Healthy peatland landscapes: a transdisciplinary practice-based enquiry

Funded Practice-based PhD

Deadline for Applications: 3 July

Applications are now invited for a three-year PhD studentship. Open to UK, EU and non-EU students.

Director of Studies: Dr Angela Piccini

2nd Supervisor: Professor Ralph Fyfe 

3rd Supervisor: Dr Ben Gearey, University College Cork

Other supervisor: Dr Maureen O’Connor, University College Cork

https://www.plymouth.ac.uk/student-life/your-studies/research-degrees/postgraduate-research-studentships/healthy-peatland-landscapes-a-transdisciplinary-practice-based-enquiry

Peatlands occupy a critical position within current climate change policy debates. They are part of interlinked systems of landscape health. 

These ecosystems are spaces in which arts, humanities, and science research practices entangle. In Ireland and southwest England, transdisciplinary responses to peatlands address their intersecting social, political, cultural, and ecological narratives and materialities. They are more than just receptacles for carbon: as O’Connor and Gearey (2021) suggest, the ‘cracked and wounded’ bodies of peat and human offer opportunities for us to approach unknowable futures in ways that demand human and non-human solidarities and reciprocities. 

This practice-based art & media PhD will investigate and respond to the institutional, disciplinary and societal challenges of co-creating transformational knowledge across and through sectoral boundaries, using the particular case of peatlands. The successful candidate will have a strong background in science-art collaboration, with a particular focus on ecological methods and approaches, including fieldwork.

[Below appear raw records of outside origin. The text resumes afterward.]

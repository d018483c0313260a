//! Shared database repository test infrastructure
//!
//! Each repository has a test module containing shared test functions that
//! take `&dyn XxxRepo`, instantiated twice:
//!
//! - **SQLite**: in-memory databases with real migrations, run with every `cargo test`
//! - **PostgreSQL**: testcontainers-backed schemas, marked `#[ignore]`
//!
//! ```bash
//! cargo test                       # Run fast SQLite tests only
//! cargo test -- --ignored          # Run PostgreSQL integration tests (requires Docker)
//! cargo test -- --include-ignored  # Run all tests
//! ```

mod executions;
pub mod harness;
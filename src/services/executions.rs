use std::sync::Arc;

use chrono::{Datelike, NaiveDate, Utc};
use uuid::Uuid;

use crate::{
    db::{DbError, DbPool, DbResult},
    models::{CreateExecution, Execution, LogExecution, Routine},
};

/// Executions dated before this year are rejected.
pub const EARLIEST_EXECUTION_YEAR: i32 = 1970;

/// Service layer for execution logging.
///
/// Every call first checks that the parent routine is active and owned by the
/// caller, so executions of trashed or foreign routines look like missing ones.
#[derive(Clone)]
pub struct ExecutionService {
    db: Arc<DbPool>,
}

impl ExecutionService {
    pub fn new(db: Arc<DbPool>) -> Self {
        Self { db }
    }

    async fn ensure_routine(&self, routine_id: Uuid, user_id: &str) -> DbResult<()> {
        self.db
            .routines()
            .get_by_id(routine_id, user_id)
            .await?
            .filter(Routine::is_active)
            .map(|_| ())
            .ok_or(DbError::NotFound)
    }

    /// Log an execution, defaulting the date to today (UTC).
    pub async fn log(
        &self,
        routine_id: Uuid,
        user_id: &str,
        input: LogExecution,
    ) -> DbResult<Execution> {
        self.ensure_routine(routine_id, user_id).await?;

        let today = Utc::now().date_naive();
        let executed_on = input.executed_on.unwrap_or(today);
        if executed_on > today {
            return Err(DbError::Validation(format!(
                "executed_on {} is in the future",
                executed_on
            )));
        }
        if executed_on.year() < EARLIEST_EXECUTION_YEAR {
            return Err(DbError::Validation(format!(
                "executed_on {} is before {}",
                executed_on, EARLIEST_EXECUTION_YEAR
            )));
        }

        self.db
            .executions()
            .create(CreateExecution {
                routine_id,
                executed_on,
                note: input.note.filter(|n| !n.is_empty()),
            })
            .await
    }

    pub async fn list(&self, routine_id: Uuid, user_id: &str) -> DbResult<Vec<Execution>> {
        self.ensure_routine(routine_id, user_id).await?;
        self.db.executions().list_by_routine(routine_id).await
    }

    pub async fn delete(
        &self,
        routine_id: Uuid,
        user_id: &str,
        executed_on: NaiveDate,
    ) -> DbResult<()> {
        self.ensure_routine(routine_id, user_id).await?;
        self.db.executions().delete(routine_id, executed_on).await
    }
}
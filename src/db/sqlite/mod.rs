mod common;
mod executions;
mod routines;

pub use executions::SqliteExecutionRepo;
pub use routines::SqliteRoutineRepo;
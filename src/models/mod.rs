mod execution;
mod progress;
mod routine;

pub use execution::*;
pub use progress::*;
pub use routine::*;
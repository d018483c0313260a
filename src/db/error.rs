use thiserror::Error;

/// Storage-layer failure surfaced by the routine and execution repositories.
#[derive(Debug, Error)]
pub enum DbError {
    #[error("No database backend is configured")]
    NotConfigured,

    /// The routine or execution does not exist, is not owned by the caller,
    /// or is in the wrong lifecycle state for the operation.
    #[error("Record not found")]
    NotFound,

    /// A uniqueness rule was hit, e.g. a second execution on the same date.
    #[error("Duplicate record: {0}")]
    Conflict(String),

    #[error("Invalid input: {0}")]
    Validation(String),

    #[cfg(any(feature = "database-sqlite", feature = "database-postgres"))]
    #[error("Database error: {0}")]
    Sqlx(#[from] sqlx::Error),

    #[cfg(any(feature = "database-sqlite", feature = "database-postgres"))]
    #[error("Schema migration failed: {0}")]
    Migration(#[from] sqlx::migrate::MigrateError),

    /// The `schedule` column could not be encoded or decoded.
    #[error("Malformed routine schedule: {0}")]
    Schedule(#[from] serde_json::Error),

    #[error("Internal error: {0}")]
    Internal(String),
}

pub type DbResult<T> = Result<T, DbError>;
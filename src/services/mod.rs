pub mod cleanup;
mod executions;
mod progress;
mod routines;

use std::sync::Arc;

pub use cleanup::{CleanupError, PurgeJob, PurgeReport};
pub use executions::ExecutionService;
pub use progress::ProgressService;
pub use routines::RoutineService;

use crate::{config::CleanupConfig, db::DbPool};

/// Container for all services
#[derive(Clone)]
pub struct Services {
    pub routines: RoutineService,
    pub executions: ExecutionService,
    pub progress: ProgressService,
    pub purge: PurgeJob,
}

impl Services {
    pub fn new(db: Arc<DbPool>, cleanup: &CleanupConfig) -> Self {
        Self {
            routines: RoutineService::new(db.clone()),
            executions: ExecutionService::new(db.clone()),
            progress: ProgressService::new(db.clone()),
            purge: PurgeJob::new(db.routines(), cleanup.secret().map(str::to_string)),
        }
    }
}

The project will be based at University of Plymouth, on the southwest coast of England, and take a site-based approach to asking: 

  • How might systems thinking and artistic practice-as-research offer transdisciplinary policy solutions for sustainable healthy landscapes?

  • How might artistic practice extend, complicate and contribute to peatland research, with a particular focus on reciprocal ethics of care?

  • How might a collaboration between creative practice, scientific research, and diverse publics in peatland settings offer opportunities for engagement in and impact on understandings of ‘healthy landscapes’?

  • How might paleoecology and environmental archaeology methods, techniques and data transform artistic practice-as-research?

  • How might interdisciplinary approaches to site-based and community- involved/co-produced research impact on discipline-specific knowledge?

The successful candidate will be awarded a studentship for 3 years which covers fees, stipend (non-taxable £16,062 per year – increasing in-line with UKRI) and funding to cover research costs (£1,500 per year). A discrete annual travel/collaboration budget between UCC-UoP will also be available.